Task statement: Needed from the entries below: every line that holds the word "Sized".

Stored data entries:
**********

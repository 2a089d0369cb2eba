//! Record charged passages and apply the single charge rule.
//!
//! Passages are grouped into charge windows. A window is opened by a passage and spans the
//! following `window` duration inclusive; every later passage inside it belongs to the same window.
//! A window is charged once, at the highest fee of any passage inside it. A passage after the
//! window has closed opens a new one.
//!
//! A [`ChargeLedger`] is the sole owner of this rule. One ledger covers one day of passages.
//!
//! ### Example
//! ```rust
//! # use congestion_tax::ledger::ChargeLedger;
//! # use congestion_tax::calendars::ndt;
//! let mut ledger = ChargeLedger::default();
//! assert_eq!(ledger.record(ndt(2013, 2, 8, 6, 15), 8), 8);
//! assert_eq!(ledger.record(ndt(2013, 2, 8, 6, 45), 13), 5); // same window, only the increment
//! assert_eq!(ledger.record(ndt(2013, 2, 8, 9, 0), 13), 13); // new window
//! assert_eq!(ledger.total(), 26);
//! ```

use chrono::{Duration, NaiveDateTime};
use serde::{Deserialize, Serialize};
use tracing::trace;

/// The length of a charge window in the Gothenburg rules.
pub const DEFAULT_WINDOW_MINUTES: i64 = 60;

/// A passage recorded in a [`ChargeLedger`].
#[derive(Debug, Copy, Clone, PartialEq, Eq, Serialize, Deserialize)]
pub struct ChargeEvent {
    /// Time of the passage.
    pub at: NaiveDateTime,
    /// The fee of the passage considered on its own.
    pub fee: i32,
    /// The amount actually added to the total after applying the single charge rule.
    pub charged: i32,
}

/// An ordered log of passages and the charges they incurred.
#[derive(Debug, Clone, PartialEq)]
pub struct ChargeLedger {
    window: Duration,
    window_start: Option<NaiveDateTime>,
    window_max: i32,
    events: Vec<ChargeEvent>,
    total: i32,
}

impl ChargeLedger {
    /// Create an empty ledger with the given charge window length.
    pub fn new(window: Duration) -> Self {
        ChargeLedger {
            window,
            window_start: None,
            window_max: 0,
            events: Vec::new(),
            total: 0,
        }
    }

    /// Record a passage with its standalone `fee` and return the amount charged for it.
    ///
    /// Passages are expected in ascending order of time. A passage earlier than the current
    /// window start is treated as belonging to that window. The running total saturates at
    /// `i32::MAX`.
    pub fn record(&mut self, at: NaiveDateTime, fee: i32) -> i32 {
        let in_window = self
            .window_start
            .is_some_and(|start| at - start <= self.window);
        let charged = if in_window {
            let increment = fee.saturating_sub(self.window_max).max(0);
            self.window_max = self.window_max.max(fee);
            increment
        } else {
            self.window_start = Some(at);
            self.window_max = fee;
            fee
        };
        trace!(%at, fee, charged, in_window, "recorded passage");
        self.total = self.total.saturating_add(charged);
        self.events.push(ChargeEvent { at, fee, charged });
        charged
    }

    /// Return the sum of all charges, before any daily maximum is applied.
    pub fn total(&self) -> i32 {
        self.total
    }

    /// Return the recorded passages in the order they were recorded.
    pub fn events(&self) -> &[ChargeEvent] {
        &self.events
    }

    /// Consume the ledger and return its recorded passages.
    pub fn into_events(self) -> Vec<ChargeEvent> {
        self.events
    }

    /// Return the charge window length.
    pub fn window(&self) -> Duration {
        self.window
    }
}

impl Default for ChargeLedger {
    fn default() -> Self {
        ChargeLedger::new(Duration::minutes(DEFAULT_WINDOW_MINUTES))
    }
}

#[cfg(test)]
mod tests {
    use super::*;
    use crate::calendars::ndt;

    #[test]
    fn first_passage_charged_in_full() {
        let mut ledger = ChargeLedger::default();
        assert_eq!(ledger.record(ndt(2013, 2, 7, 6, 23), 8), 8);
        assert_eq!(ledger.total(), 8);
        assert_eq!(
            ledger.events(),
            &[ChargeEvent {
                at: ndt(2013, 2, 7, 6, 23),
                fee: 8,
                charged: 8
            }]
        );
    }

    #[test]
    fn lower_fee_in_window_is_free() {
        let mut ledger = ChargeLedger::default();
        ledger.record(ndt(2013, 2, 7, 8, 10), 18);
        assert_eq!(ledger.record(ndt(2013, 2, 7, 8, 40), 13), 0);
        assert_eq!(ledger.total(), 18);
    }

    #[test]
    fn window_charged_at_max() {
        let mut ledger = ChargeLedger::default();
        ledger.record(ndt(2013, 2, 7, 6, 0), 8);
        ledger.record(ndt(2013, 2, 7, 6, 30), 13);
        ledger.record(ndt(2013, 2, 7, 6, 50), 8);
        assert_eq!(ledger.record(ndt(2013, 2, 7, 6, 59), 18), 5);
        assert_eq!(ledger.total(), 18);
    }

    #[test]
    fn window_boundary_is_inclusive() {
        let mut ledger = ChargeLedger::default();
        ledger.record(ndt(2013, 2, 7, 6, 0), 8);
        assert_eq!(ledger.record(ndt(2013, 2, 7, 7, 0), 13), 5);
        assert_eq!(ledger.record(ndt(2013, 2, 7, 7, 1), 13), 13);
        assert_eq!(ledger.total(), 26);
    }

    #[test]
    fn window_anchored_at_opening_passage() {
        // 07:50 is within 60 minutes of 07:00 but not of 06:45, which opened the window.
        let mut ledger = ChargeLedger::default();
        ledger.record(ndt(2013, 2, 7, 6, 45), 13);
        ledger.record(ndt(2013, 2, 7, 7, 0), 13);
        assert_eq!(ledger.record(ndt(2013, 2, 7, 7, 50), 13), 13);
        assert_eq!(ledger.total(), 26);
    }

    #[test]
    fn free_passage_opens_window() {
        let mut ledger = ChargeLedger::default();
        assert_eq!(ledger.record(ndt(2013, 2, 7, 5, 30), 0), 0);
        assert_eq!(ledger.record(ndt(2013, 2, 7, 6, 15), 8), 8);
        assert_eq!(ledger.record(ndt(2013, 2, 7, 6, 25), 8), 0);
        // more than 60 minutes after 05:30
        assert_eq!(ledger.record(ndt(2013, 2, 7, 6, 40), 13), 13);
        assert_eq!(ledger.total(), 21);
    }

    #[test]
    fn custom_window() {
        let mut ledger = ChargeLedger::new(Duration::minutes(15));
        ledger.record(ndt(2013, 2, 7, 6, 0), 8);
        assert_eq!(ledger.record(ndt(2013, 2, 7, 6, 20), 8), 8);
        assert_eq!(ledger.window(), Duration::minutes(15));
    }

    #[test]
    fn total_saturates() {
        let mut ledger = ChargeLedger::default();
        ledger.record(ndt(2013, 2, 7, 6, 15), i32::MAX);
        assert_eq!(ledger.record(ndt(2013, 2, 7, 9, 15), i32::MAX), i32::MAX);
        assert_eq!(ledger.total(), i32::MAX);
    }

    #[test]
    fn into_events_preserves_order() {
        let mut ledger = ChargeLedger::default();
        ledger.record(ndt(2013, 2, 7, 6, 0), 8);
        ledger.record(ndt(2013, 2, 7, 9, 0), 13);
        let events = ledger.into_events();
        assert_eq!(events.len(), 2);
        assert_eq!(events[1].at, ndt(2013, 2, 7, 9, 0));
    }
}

**********

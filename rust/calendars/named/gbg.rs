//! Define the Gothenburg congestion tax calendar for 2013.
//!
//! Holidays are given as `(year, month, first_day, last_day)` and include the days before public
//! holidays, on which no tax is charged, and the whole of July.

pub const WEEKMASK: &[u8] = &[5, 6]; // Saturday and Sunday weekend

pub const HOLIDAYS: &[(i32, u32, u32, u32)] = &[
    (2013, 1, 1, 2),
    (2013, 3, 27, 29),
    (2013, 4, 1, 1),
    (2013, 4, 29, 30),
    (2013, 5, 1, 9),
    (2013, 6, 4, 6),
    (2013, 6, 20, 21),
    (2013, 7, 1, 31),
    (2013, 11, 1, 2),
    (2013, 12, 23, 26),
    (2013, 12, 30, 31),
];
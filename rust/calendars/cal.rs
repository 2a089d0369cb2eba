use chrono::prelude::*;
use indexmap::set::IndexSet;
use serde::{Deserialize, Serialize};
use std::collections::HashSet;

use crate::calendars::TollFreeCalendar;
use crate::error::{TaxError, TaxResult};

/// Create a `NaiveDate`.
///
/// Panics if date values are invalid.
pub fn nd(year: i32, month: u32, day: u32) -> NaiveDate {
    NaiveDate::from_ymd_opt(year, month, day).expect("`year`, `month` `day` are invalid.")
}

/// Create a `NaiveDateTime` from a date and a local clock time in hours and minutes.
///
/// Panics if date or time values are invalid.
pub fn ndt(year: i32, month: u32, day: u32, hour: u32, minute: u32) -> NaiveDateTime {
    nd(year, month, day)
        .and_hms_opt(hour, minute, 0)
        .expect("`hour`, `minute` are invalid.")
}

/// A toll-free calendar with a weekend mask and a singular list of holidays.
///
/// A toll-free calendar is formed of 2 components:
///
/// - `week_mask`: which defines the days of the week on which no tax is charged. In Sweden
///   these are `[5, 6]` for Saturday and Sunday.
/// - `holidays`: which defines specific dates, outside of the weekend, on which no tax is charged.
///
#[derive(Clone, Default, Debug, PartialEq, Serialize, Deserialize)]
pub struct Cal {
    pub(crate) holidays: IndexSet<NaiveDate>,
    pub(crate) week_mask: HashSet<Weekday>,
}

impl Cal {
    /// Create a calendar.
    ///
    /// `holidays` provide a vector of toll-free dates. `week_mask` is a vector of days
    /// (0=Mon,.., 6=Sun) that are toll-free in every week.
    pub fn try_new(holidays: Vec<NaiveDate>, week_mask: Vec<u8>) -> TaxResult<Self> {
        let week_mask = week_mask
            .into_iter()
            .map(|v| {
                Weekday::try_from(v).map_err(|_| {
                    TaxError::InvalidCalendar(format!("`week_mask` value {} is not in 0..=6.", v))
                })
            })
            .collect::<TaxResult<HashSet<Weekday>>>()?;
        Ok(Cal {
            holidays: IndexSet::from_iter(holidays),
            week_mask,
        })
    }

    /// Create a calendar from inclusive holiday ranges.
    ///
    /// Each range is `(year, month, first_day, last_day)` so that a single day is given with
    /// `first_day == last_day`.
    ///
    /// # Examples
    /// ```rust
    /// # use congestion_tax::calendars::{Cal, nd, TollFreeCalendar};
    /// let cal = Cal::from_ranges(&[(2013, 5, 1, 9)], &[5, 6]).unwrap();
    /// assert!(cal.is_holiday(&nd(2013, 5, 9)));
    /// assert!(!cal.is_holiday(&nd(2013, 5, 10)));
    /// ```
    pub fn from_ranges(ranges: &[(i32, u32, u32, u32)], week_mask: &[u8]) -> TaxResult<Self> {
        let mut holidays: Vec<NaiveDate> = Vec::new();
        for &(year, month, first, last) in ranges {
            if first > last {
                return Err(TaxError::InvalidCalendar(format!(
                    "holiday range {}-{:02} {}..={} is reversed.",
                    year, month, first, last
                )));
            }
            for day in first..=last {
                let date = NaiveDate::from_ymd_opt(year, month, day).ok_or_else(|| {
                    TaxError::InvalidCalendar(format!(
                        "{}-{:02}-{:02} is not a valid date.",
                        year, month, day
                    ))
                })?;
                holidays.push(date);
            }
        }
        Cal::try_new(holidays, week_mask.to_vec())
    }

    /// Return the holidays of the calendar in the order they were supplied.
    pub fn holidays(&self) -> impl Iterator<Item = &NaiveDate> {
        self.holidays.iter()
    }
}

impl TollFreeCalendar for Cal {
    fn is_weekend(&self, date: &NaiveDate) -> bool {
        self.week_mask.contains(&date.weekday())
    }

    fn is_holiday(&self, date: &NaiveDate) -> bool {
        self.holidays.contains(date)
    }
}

**********

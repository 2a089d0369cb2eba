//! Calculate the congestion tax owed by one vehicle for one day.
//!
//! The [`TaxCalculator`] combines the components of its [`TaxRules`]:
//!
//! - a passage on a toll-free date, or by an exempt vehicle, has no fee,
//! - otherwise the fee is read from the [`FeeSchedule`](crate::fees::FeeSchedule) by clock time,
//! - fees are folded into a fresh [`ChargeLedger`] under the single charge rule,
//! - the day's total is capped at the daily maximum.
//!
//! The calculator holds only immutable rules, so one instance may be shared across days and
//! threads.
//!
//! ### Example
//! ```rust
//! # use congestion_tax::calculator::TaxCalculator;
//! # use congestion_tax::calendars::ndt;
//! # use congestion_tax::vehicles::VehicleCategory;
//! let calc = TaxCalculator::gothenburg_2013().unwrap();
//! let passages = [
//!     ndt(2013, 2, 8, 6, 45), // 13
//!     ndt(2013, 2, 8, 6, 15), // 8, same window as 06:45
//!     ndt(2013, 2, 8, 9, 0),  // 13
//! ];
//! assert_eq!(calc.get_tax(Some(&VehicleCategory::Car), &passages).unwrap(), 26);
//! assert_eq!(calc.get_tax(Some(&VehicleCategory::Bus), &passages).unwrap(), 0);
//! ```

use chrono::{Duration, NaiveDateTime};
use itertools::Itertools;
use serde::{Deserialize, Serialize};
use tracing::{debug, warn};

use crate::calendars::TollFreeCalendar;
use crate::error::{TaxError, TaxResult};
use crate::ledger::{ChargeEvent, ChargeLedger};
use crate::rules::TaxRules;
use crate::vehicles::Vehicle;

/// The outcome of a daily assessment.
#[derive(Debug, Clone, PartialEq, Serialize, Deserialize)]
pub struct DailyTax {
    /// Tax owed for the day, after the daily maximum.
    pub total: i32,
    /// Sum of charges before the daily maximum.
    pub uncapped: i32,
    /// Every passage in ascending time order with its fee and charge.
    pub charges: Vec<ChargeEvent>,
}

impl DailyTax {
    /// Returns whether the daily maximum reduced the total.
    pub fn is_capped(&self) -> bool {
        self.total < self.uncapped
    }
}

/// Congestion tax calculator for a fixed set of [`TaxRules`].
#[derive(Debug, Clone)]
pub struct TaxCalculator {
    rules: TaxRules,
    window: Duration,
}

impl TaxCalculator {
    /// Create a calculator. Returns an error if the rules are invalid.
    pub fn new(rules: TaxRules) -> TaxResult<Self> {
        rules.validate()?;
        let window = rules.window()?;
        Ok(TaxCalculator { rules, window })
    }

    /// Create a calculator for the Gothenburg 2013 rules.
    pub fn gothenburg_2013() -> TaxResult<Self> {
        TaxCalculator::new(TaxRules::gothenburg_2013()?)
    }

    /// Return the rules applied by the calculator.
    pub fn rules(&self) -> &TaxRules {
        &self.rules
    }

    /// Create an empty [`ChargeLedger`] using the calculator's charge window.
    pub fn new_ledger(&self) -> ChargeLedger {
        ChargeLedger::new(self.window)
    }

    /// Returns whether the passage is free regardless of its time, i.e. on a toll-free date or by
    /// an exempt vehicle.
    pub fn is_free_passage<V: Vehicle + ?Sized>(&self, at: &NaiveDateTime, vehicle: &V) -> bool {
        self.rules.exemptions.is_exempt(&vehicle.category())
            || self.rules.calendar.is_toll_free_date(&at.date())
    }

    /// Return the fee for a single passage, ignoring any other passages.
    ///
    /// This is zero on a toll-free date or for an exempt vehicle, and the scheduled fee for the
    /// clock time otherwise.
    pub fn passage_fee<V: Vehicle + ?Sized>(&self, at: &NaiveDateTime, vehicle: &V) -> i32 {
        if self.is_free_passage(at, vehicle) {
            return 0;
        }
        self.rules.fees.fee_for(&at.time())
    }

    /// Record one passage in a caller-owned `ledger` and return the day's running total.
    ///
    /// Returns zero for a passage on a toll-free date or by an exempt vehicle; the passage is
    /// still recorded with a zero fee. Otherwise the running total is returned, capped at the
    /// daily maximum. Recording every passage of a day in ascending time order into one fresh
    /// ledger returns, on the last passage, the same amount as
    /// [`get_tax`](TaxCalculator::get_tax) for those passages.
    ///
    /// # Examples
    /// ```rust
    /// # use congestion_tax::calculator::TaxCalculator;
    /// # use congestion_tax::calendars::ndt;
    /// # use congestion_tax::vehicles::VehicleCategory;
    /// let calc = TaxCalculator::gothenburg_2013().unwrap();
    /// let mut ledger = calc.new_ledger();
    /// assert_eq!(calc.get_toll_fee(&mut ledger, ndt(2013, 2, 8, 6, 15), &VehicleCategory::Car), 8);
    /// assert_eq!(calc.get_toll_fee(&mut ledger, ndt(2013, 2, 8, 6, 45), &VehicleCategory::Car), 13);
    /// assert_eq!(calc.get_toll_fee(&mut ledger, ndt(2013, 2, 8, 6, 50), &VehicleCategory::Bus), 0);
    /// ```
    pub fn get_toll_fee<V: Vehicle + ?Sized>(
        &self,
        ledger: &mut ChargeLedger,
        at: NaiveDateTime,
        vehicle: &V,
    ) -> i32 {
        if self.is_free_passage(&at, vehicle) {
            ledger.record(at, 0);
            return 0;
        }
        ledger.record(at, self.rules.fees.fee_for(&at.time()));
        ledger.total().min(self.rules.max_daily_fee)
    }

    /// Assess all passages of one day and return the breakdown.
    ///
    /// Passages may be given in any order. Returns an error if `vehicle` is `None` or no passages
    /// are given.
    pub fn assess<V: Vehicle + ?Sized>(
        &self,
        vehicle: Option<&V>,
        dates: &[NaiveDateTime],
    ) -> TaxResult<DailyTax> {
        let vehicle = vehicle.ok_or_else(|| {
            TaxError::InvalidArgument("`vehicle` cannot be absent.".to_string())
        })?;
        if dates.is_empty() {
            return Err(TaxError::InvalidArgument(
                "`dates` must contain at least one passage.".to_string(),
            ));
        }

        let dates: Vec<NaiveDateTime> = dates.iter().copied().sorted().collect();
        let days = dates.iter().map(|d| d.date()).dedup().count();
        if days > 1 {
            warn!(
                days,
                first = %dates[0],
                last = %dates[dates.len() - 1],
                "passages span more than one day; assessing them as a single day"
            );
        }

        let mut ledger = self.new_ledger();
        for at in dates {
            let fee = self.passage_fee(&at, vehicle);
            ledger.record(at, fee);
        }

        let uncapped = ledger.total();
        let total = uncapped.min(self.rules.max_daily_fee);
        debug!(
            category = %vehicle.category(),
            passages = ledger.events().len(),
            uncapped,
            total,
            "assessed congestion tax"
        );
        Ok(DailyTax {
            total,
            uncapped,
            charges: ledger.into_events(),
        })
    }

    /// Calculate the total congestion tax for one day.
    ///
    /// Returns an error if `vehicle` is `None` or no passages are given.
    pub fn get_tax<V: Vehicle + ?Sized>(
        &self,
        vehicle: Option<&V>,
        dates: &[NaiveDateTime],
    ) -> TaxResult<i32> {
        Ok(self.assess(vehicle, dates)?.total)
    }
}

**********

Result of the task:
    pub fn is_free_passage<V: Vehicle + ?Sized>(&self, at: &NaiveDateTime, vehicle: &V) -> bool {
    pub fn passage_fee<V: Vehicle + ?Sized>(&self, at: &NaiveDateTime, vehicle: &V) -> i32 {
    pub fn get_toll_fee<V: Vehicle + ?Sized>(
    pub fn assess<V: Vehicle + ?Sized>(
    pub fn get_tax<V: Vehicle + ?Sized>(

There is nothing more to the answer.